• Directions:
Calculate how many lines in the following records hold the word "tempfile", and report that number without comment.

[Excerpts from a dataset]
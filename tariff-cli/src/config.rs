//! Configuration module
//!
//! Resolves where the catalog lives from command-line flags, the
//! environment and defaults.

use std::path::PathBuf;

use anyhow::{Context, Result};

/// Where the catalog is kept
#[derive(Debug, Clone, PartialEq, Eq)]
pub enum Storage {
    /// `<dir>/healthcareServices.json`
    Directory(PathBuf),
    /// In memory, discarded on exit
    Ephemeral,
}

/// CLI configuration
#[derive(Debug, Clone)]
pub struct Config {
    pub storage: Storage,
}

impl Config {
    /// Builds the configuration from parsed flags
    ///
    /// Without `--data-dir` (or `TARIFF_DATA_DIR`) the catalog lives in a
    /// `tariff` directory under the platform data directory
    /// (`~/.local/share` on Linux).
    pub fn resolve(data_dir: Option<PathBuf>, ephemeral: bool) -> Result<Self> {
        let storage = if ephemeral {
            Storage::Ephemeral
        } else {
            match data_dir {
                Some(dir) => Storage::Directory(dir),
                None => Storage::Directory(default_data_dir()?),
            }
        };
        Ok(Self { storage })
    }

    /// Validates the configuration
    pub fn validate(&self) -> Result<()> {
        if let Storage::Directory(dir) = &self.storage {
            if dir.as_os_str().is_empty() {
                anyhow::bail!("data directory cannot be empty");
            }
            if dir.is_file() {
                anyhow::bail!("data directory {} is a file", dir.display());
            }
        }
        Ok(())
    }
}

fn default_data_dir() -> Result<PathBuf> {
    let base = dirs::data_dir()
        .context("No data directory for this platform; pass --data-dir or set TARIFF_DATA_DIR")?;
    Ok(base.join("tariff"))
}

#[cfg(test)]
mod tests {
    use super::*;

    #[test]
    fn test_ephemeral_wins_over_data_dir() {
        let config = Config::resolve(Some(PathBuf::from("/tmp/x")), true).unwrap();
        assert_eq!(config.storage, Storage::Ephemeral);
        assert!(config.validate().is_ok());
    }

    #[test]
    fn test_default_data_dir_under_platform_data_dir() {
        let config = Config::resolve(None, false);
        match dirs::data_dir() {
            Some(base) => {
                let config = config.unwrap();
                assert_eq!(config.storage, Storage::Directory(base.join("tariff")));
            }
            None => assert!(config.is_err()),
        }
    }

    #[test]
    fn test_explicit_data_dir() {
        let config = Config::resolve(Some(PathBuf::from("/tmp/tariff")), false).unwrap();
        assert_eq!(config.storage, Storage::Directory(PathBuf::from("/tmp/tariff")));
    }

    #[test]
    fn test_config_validation() {
        let config = Config {
            storage: Storage::Directory(PathBuf::new()),
        };
        assert!(config.validate().is_err());

        let file = tempfile::NamedTempFile::new().unwrap();
        let config = Config {
            storage: Storage::Directory(file.path().to_path_buf()),
        };
        assert!(config.validate().is_err());

        let dir = tempfile::tempdir().unwrap();
        let config = Config {
            storage: Storage::Directory(dir.path().to_path_buf()),
        };
        assert!(config.validate().is_ok());
    }
}
//! Unified error type for the refactoring engine.
//!
//! Subsystem errors (plan rules, staging conflicts, name synthesis) bridge
//! into [`RefactorError`] via `From` so operation entry points return one
//! type. A call site whose argument shape cannot be recovered is *not* an
//! error: it becomes a skipped-reference entry in the outcome report and
//! the refactoring proceeds.

use std::fmt;

use thiserror::Error;

use crate::names::NameError;
use crate::rewrite::{Conflict, ModuleId, Span};
use crate::signature::PlanRule;

// ============================================================================
// Error categories
// ============================================================================

/// Coarse classification for hosts that dispatch on failure class rather
/// than variant.
#[derive(Debug, Clone, Copy, PartialEq, Eq)]
pub enum ErrorCategory {
    /// The request itself is malformed (bad plan, bad identifier).
    InvalidRequest,
    /// The target could not be resolved against the index.
    Resolution,
    /// Staging or applying edits failed.
    Apply,
    /// Name synthesis ran out of candidates.
    Naming,
}

impl fmt::Display for ErrorCategory {
    fn fmt(&self, f: &mut fmt::Formatter<'_>) -> fmt::Result {
        let label = match self {
            ErrorCategory::InvalidRequest => "invalid request",
            ErrorCategory::Resolution => "resolution",
            ErrorCategory::Apply => "apply",
            ErrorCategory::Naming => "naming",
        };
        f.write_str(label)
    }
}

// ============================================================================
// Unified Error Type
// ============================================================================

/// The single error type operation entry points return.
#[derive(Debug, Clone, PartialEq, Eq, Error)]
pub enum RefactorError {
    /// No declaration at the selection position.
    #[error("no declaration found at offset {offset} in {module}")]
    TargetNotFound { module: ModuleId, offset: u64 },

    /// The selected declaration is the wrong kind for the operation.
    #[error("'{name}' is not {expected}")]
    WrongTargetKind { name: String, expected: &'static str },

    /// The signature plan violates a signature rule.
    #[error("invalid signature plan: {rule}")]
    InvalidSignaturePlan { rule: PlanRule },

    /// A requested or synthesized name is not a legal identifier.
    #[error("invalid identifier '{name}'")]
    InvalidIdentifier { name: String },

    /// Two staged edits touch the same text.
    #[error("conflicting edits {first} and {second} in {module}")]
    EditConflict {
        module: ModuleId,
        first: Span,
        second: Span,
    },

    /// A staged edit does not fit the module snapshot.
    #[error("edit {span} does not fit {module} ({module_len} bytes)")]
    EditOutOfBounds {
        module: ModuleId,
        span: Span,
        module_len: u64,
    },

    /// The module text changed after the snapshot was taken.
    #[error("{module} changed since the snapshot was taken")]
    SnapshotMismatch { module: ModuleId },

    /// The text an edit expected to replace is not what the snapshot holds.
    #[error("edit {span} in {module} does not match the expected text")]
    EditVerificationFailed { module: ModuleId, span: Span },

    /// Name synthesis exhausted its candidate budget.
    #[error("no free name derived from '{base}' within {attempts} attempts")]
    NamingCollisionExhausted { base: String, attempts: usize },

    /// The request names a module the snapshot does not contain.
    #[error("{module} is not in the snapshot")]
    ModuleMissing { module: ModuleId },
}

impl RefactorError {
    /// Create a target-not-found error.
    pub fn target_not_found(module: ModuleId, offset: u64) -> Self {
        RefactorError::TargetNotFound { module, offset }
    }

    /// Create a wrong-target-kind error.
    pub fn wrong_target_kind(name: impl Into<String>, expected: &'static str) -> Self {
        RefactorError::WrongTargetKind {
            name: name.into(),
            expected,
        }
    }

    /// The coarse category for this error.
    pub fn category(&self) -> ErrorCategory {
        match self {
            RefactorError::TargetNotFound { .. }
            | RefactorError::WrongTargetKind { .. }
            | RefactorError::ModuleMissing { .. } => ErrorCategory::Resolution,
            RefactorError::InvalidSignaturePlan { .. }
            | RefactorError::InvalidIdentifier { .. } => ErrorCategory::InvalidRequest,
            RefactorError::EditConflict { .. }
            | RefactorError::EditOutOfBounds { .. }
            | RefactorError::SnapshotMismatch { .. }
            | RefactorError::EditVerificationFailed { .. } => ErrorCategory::Apply,
            RefactorError::NamingCollisionExhausted { .. } => ErrorCategory::Naming,
        }
    }
}

// ============================================================================
// Bridges
// ============================================================================

impl From<PlanRule> for RefactorError {
    fn from(rule: PlanRule) -> Self {
        RefactorError::InvalidSignaturePlan { rule }
    }
}

impl From<Conflict> for RefactorError {
    fn from(conflict: Conflict) -> Self {
        match conflict {
            Conflict::OverlappingEdits {
                module,
                first,
                second,
            } => RefactorError::EditConflict {
                module,
                first,
                second,
            },
            Conflict::SpanOutOfBounds {
                module,
                span,
                module_len,
            } => RefactorError::EditOutOfBounds {
                module,
                span,
                module_len,
            },
            Conflict::SnapshotChanged { module, .. } => RefactorError::SnapshotMismatch { module },
            Conflict::TextMismatch { module, span, .. } => {
                RefactorError::EditVerificationFailed { module, span }
            }
            Conflict::ModuleMissing { module } => RefactorError::ModuleMissing { module },
        }
    }
}

impl From<NameError> for RefactorError {
    fn from(err: NameError) -> Self {
        match err {
            NameError::InvalidIdentifier { name } => RefactorError::InvalidIdentifier { name },
            NameError::CollisionExhausted { base, attempts } => {
                RefactorError::NamingCollisionExhausted { base, attempts }
            }
        }
    }
}

// ============================================================================
// Tests
// ============================================================================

• Result of the exercise:
2